▶ [WHAT TO DO] Set down exactly the lines that run from the line with "let mut seen: Vec<String>" to the end of the data, and nothing else.

Stored items from a collection:
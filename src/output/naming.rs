use crate::search::SearchCriteria;

const PREFIX: &str = "guidance";

/// Derives the output file stem from the crawled criteria sets
///
/// The stem is `guidance` followed by the distinct types, programmes, from
/// dates and to dates across all sets, joined with `_`. Spaces (and path
/// separators) become `-`. With no such filter set the stem is
/// `guidance_all`.
///
/// # Examples
///
/// ```
/// use guidance_crawler::output::output_stem;
/// use guidance_crawler::SearchCriteria;
///
/// let criteria = SearchCriteria {
///     document_type: Some("Guidance".to_string()),
///     guidance_programme: Some("NICE guidelines".to_string()),
///     ..Default::default()
/// };
/// assert_eq!(output_stem(&[criteria]), "guidance_Guidance_NICE-guidelines");
/// assert_eq!(output_stem(&[]), "guidance_all");
/// ```
pub fn output_stem(criteria: &[SearchCriteria]) -> String {
    let mut parts = vec![PREFIX.to_string()];

    let fields: [fn(&SearchCriteria) -> Option<String>; 4] = [
        |c| c.document_type().map(str::to_string),
        |c| c.programme().map(str::to_string),
        |c| c.from_date.map(|d| d.to_string()),
        |c| c.to_date.map(|d| d.to_string()),
    ];

    for field in fields {
        let mut seen: Vec<String> = Vec::new();
        for value in criteria.iter().filter_map(field) {
            let part = sanitize(&value);
            if !part.is_empty() && !seen.contains(&part) {
                seen.push(part);
            }
        }
        parts.extend(seen);
    }

    if parts.len() == 1 {
        parts.push("all".to_string());
    }

    parts.join("_")
}

/// Output file name for the criteria sets with the given extension
pub fn output_filename(criteria: &[SearchCriteria], extension: &str) -> String {
    format!("{}.{}", output_stem(criteria), extension)
}

/// Makes a value safe to embed in a file name
pub(crate) fn sanitize(value: &str) -> String {
    value
        .trim()
        .chars()
        .map(|c| {
            if c.is_whitespace() || c == '/' || c == '\\' {
                '-'
            } else {
                c
            }
        })
        .collect()
}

▶ [TASK RESPONSE]
        let mut seen: Vec<String> = Vec::new();
        for value in criteria.iter().filter_map(field) {
            let part = sanitize(&value);
            if !part.is_empty() && !seen.contains(&part) {
                seen.push(part);
            }
        }
        parts.extend(seen);
    }

    if parts.len() == 1 {
        parts.push("all".to_string());
    }

    parts.join("_")
}

/// Output file name for the criteria sets with the given extension
pub fn output_filename(criteria: &[SearchCriteria], extension: &str) -> String {
    format!("{}.{}", output_stem(criteria), extension)
}

/// Makes a value safe to embed in a file name
pub(crate) fn sanitize(value: &str) -> String {
    value
        .trim()
        .chars()
        .map(|c| {
            if c.is_whitespace() || c == '/' || c == '\\' {
                '-'
            } else {
                c
            }
        })
        .collect()
}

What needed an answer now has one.